The winner: National Landing, Virginia -- an area encompassing three suburban neighborhoods that was invented as a home for Amazon. Now it has been promoted to Amazon’s sole planned East Coast hub.
“It certainly makes it less complicated, whether we call it HQ2 or HQ2B,” said Christian Dorsey, chairman of the Arlington County Board, on a call with reporters. “In terms of bragging rights, whether we take great pride in this, I don’t.”
Dorsey said the county plans to sign its agreement with Amazon in March, which calls for an estimated 25,000 jobs by 2030. If Amazon needs it, he said, it can hit up to almost 38,000 after that. The company gave no indication it would bring additional jobs to Virginia after dropping New York.
“We do not intend to reopen the HQ2 search at this time,” Amazon said in a statement. “We will proceed as planned in Northern Virginia and Nashville, and we will continue to hire and grow across our 17 corporate offices and tech hubs in the U.S. and Canada.”
Amazon’s decision to cancel its New York plans came after political opposition over the government’s $3 billion in subsidies. Dorsey said there haven’t been similar protests in his county because the project fits with existing development plans.
“Nothing has changed” for Arlington County, Dorsey said. “We’re not asking Amazon to shift their New York plan here.”
Amazon’s ramp up will be slow, with hundreds of workers in leased space this year and no more than 3,000 added in any given year, Dorsey said.
“We’re proud that the centerpiece of our partnership with Amazon will be making much needed investments in our tech talent pipeline and higher education, and there will be significant state and local investments in affordable housing and sustainable infrastructure,” Virginia Governor Ralph Northam said in a statement.

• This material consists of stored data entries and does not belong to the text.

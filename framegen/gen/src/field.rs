//! Record field descriptors.

use crate::customization::{ExternalType, TypeOverride};
use crate::naming::to_pascal_case;

/// One field of a generated record struct.
///
/// ## Examples
///
/// ```
/// use framegen_gen::field::FieldDescriptor;
///
/// let field = FieldDescriptor::resolve("bool_attribute", None, false, "types.Bool".into());
/// assert_eq!(field.name, "BoolAttribute");
/// assert_eq!(field.to_go_field(), "BoolAttribute types.Bool `tfsdk:\"bool_attribute\"`");
/// ```
#[derive(Debug, Clone, PartialEq, Eq)]
pub struct FieldDescriptor {
    /// Exported Go field name.
    pub name: String,
    /// Key used in state and configuration.
    pub wire_key: String,
    /// Go type of the field.
    pub value_type: String,
}

impl FieldDescriptor {
    /// Resolves the value type in priority order: override, then the
    /// generated wrapper value when `wrapped`, then `default`.
    pub fn resolve(
        wire_key: &str,
        custom_type: Option<&TypeOverride>,
        wrapped: bool,
        default: String,
    ) -> Self {
        let name = to_pascal_case(wire_key);
        let value_type = match custom_type {
            Some(custom) => custom.value_type.clone(),
            None if wrapped => wrapper_value_name(wire_key),
            None => default,
        };
        Self {
            name,
            wire_key: wire_key.to_string(),
            value_type,
        }
    }

    /// Field descriptor for a node that may carry an external link.
    pub fn for_linked(
        wire_key: &str,
        custom_type: Option<&TypeOverride>,
        external: Option<&ExternalType>,
        default: String,
    ) -> Self {
        Self::resolve(wire_key, custom_type, external.is_some(), default)
    }

    /// The struct field line, tagged with its wire key.
    pub fn to_go_field(&self) -> String {
        format!("{} {} `tfsdk:\"{}\"`", self.name, self.value_type, self.wire_key)
    }
}

/// Name of the generated wrapper type for `name`, e.g. `ConfigurationType`.
pub fn wrapper_type_name(name: &str) -> String {
    format!("{}Type", to_pascal_case(name))
}

/// Name of the generated wrapper value for `name`, e.g. `ConfigurationValue`.
pub fn wrapper_value_name(name: &str) -> String {
    format!("{}Value", to_pascal_case(name))
}

#[cfg(test)]
mod tests {
    use super::*;

    #[test]
    fn override_beats_external_link() {
        let custom = TypeOverride::new("my.TagsType{}", "my.TagsValue");
        let external = ExternalType::new("*apisdk.Tags");

        let field = FieldDescriptor::for_linked(
            "tags",
            Some(&custom),
            Some(&external),
            "types.List".to_string(),
        );

        assert_eq!(field.value_type, "my.TagsValue");
    }

    #[test]
    fn external_link_selects_wrapper_value() {
        let external = ExternalType::new("*apisdk.Tags");
        let field =
            FieldDescriptor::for_linked("tags", None, Some(&external), "types.List".to_string());

        assert_eq!(field.value_type, "TagsValue");
    }

    #[test]
    fn wrapper_names_follow_wire_key() {
        assert_eq!(wrapper_type_name("list_nested_two"), "ListNestedTwoType");
        assert_eq!(wrapper_value_name("list_nested_two"), "ListNestedTwoValue");
    }
}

The company has already been good to Huda Maltbie. The Realtor with Long & Foster Real Estate says she has been pushing the bounds of asking prices since the Northern Virginia HQ2 announcement last November.
With Queens out of the way, "I’m thinking there will be more people coming to Arlington," she said. "That means we have to have more available housing for those who may come. We have to make sure, as Realtors, that we approach people who want to sell properties and list it."
Last month, a client made the ultimate Amazon flip. He sold a Crystal City condo unit for $620,000 after buying it for $495,000 on Nov. 15, just days after company’s expansion plans hit the news.
Now, she’s marketing another well-located two-bedroom condo that’s listed for $749,000, an aggressive price, she says. But it will sell. Investors have been traveling from Tampa, Florida, Ohio and elsewhere, searching out properties they can rent to Amazon workers.
"Location is key!" the listing reads. "Adjacent to the new Amazon HQ2."
In a statement issued Thursday, Dorsey said the county spoke with an Amazon representative earlier in the day to confirm they are moving forward with the Arlington campus, which will include 4 million square feet of office space.
The Virginia legislature has already approved up to $750 million in subsidies over 15 years to Amazon. Dorsey said that Amazon gets the subsidies only after it fulfills its promises.
“Arlington, and the entire region, are still honored that Amazon recognized this region as a top area for businesses and workforce talent and selected us as a site for its headquarters expansion,” he said in the statement.
While Arlington officials aren’t gloating, at least openly, local real estate broker Mary Lou Karch sees no need to hold back.
"Regardless of how Queens feels, we embrace you here," Karch said. "It’s a welcoming environment for Amazon."